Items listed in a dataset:
---+---

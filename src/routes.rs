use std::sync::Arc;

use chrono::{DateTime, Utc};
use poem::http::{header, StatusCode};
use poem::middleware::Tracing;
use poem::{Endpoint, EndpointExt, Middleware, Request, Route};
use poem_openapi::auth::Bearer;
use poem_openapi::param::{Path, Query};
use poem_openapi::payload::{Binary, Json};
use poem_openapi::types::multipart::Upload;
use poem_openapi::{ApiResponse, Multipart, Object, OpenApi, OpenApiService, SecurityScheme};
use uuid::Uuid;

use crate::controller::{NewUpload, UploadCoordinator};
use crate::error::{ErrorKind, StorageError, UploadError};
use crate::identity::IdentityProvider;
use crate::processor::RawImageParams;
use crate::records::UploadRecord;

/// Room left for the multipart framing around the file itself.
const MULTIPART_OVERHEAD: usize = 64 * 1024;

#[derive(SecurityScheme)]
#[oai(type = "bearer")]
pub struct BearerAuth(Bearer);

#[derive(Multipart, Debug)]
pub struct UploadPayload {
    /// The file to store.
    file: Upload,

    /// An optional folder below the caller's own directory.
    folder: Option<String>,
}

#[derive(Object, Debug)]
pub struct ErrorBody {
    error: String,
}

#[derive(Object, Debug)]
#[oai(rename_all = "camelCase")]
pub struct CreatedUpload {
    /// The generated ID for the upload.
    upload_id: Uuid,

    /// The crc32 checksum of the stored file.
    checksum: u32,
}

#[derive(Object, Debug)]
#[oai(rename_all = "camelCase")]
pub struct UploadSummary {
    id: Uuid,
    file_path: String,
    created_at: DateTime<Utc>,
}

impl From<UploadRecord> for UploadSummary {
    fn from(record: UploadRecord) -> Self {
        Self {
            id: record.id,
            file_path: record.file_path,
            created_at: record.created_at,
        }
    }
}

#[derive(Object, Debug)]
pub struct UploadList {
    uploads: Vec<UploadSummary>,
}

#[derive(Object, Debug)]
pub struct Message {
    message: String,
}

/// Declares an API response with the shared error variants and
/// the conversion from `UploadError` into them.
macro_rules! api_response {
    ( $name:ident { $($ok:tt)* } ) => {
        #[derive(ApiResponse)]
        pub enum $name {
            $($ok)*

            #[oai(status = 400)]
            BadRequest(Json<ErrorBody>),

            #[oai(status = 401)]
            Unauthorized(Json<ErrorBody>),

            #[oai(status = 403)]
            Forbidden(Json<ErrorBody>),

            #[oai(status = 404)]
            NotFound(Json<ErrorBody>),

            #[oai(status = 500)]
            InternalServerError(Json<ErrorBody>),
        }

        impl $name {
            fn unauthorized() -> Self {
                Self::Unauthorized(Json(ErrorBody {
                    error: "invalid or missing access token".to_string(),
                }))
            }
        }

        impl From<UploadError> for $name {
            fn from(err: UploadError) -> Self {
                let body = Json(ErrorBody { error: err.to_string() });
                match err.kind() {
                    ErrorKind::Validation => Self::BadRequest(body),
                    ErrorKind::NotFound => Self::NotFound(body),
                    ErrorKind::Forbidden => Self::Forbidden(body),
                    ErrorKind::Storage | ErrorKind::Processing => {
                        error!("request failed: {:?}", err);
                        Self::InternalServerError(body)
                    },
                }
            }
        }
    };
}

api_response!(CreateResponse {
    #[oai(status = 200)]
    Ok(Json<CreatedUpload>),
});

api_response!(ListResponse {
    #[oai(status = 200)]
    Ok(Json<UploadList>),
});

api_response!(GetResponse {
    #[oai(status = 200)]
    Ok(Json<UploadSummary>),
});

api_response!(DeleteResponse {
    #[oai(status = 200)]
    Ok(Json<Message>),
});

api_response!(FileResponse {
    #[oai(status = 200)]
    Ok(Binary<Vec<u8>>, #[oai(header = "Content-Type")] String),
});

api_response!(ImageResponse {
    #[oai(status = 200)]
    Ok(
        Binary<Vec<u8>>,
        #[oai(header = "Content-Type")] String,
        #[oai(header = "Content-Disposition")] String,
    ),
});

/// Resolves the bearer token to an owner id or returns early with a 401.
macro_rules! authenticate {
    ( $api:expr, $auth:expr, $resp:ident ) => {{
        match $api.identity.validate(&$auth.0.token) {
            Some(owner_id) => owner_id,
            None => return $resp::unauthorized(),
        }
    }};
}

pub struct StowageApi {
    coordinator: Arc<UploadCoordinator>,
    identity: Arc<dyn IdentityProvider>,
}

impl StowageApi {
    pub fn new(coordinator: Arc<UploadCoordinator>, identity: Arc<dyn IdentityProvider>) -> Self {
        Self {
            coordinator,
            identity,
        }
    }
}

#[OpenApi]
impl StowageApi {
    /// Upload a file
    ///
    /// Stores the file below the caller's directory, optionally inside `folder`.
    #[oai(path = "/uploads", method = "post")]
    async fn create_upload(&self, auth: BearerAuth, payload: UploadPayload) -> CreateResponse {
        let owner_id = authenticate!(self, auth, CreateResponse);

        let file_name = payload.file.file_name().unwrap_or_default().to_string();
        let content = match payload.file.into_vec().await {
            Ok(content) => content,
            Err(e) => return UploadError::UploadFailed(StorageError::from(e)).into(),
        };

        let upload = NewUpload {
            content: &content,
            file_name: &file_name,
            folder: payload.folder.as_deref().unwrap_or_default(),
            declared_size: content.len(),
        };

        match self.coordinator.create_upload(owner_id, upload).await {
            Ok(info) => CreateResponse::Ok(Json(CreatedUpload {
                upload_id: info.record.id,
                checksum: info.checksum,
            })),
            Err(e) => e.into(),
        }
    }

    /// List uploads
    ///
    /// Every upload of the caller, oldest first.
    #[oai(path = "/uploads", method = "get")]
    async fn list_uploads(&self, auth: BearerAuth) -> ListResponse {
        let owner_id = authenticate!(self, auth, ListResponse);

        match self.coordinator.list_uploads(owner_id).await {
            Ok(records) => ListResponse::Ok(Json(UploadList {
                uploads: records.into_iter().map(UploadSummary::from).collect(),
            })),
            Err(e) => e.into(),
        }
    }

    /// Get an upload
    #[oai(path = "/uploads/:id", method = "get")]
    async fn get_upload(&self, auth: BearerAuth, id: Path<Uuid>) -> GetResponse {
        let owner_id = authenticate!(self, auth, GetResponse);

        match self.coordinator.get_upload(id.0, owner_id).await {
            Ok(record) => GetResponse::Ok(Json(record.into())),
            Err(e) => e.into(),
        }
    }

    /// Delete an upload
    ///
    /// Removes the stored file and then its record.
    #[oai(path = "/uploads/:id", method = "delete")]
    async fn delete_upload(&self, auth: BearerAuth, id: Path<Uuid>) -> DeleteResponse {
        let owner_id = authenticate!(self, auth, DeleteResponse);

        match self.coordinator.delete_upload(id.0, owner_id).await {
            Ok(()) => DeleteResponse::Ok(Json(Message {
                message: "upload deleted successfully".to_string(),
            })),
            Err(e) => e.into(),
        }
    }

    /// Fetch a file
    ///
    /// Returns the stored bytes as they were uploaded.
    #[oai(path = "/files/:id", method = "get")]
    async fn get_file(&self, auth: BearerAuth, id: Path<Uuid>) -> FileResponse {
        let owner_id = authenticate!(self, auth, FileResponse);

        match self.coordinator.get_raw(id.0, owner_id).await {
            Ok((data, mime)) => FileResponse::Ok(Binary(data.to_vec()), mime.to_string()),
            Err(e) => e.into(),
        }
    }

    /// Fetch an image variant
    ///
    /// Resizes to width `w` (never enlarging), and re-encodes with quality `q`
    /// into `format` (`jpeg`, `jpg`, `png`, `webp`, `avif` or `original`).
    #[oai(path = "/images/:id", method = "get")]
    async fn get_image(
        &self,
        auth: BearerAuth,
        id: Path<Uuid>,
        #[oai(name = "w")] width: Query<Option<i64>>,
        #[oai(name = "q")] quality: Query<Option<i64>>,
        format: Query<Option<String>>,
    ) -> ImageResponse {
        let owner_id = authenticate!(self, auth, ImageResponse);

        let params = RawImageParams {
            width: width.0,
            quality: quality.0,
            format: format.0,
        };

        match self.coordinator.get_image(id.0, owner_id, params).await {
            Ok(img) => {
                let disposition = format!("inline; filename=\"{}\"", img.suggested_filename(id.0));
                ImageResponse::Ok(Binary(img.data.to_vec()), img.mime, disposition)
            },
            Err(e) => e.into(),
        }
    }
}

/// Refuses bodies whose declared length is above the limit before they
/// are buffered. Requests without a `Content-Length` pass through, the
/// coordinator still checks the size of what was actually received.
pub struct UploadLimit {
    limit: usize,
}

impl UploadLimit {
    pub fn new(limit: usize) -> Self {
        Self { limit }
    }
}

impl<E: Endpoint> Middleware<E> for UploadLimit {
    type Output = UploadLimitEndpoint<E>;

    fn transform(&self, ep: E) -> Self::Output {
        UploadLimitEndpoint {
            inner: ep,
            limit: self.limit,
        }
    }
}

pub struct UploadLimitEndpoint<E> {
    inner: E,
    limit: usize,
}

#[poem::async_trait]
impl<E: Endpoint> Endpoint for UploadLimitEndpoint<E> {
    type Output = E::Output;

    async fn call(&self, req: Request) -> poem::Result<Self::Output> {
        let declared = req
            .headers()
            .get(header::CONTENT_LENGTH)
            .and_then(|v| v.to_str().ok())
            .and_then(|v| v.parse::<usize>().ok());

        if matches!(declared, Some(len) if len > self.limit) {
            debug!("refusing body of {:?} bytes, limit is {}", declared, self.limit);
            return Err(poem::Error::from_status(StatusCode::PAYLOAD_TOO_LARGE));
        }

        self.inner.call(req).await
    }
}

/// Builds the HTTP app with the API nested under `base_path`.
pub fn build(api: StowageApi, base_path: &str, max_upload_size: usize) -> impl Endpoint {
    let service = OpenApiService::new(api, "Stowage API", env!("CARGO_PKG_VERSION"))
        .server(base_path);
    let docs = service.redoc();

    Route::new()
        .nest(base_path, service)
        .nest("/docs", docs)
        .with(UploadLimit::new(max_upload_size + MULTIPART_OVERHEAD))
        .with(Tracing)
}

---+---

If a line in the data above includes the string "Query", copy it.

The completed task>
use poem_openapi::param::{Path, Query};
        #[oai(name = "w")] width: Query<Option<i64>>,
        #[oai(name = "q")] quality: Query<Option<i64>>,
        format: Query<Option<String>>,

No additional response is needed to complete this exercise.